Task instructions -> Each line from the one holding "pub use presentation::health::health_router;" to the last line below must be written out exactly, with no other output.

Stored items
=== Section Start ===

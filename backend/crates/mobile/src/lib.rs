//! Mobile Backend Module
//!
//! Routes consumed by the family mobile app, nested under `/api/mobile`.
//!
//! Clean Architecture structure:
//! - `domain/` - Entities, value objects, repository traits
//! - `application/` - Use cases and application services
//! - `infra/` - Database implementations
//! - `presentation/` - HTTP handlers, DTOs, route schemas, router
//!
//! ## Resources
//! - Calendar events with reminders
//! - Circle types (unique names, case-insensitive)
//! - Household expenses (amounts kept in minor units)
//! - Gallery items (image / video links)
//!
//! ## Request Pipeline
//! - Every route declares a schema checked by `kernel::validation` before
//!   the handler runs (400 with per-field errors)
//! - Use cases enforce cross-field invariants (422) and uniqueness (409)

pub mod application;
pub mod domain;
pub mod error;
pub mod infra;
pub mod presentation;

// Re-exports for convenience
pub use application::config::MobileConfig;
pub use error::{MobileError, MobileResult};
pub use infra::postgres::PgMobileRepository;
pub use presentation::health::health_router;
pub use presentation::router::{mobile_router, mobile_router_generic};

=== Section End ===

Answer space ->
pub use presentation::health::health_router;
pub use presentation::router::{mobile_router, mobile_router_generic};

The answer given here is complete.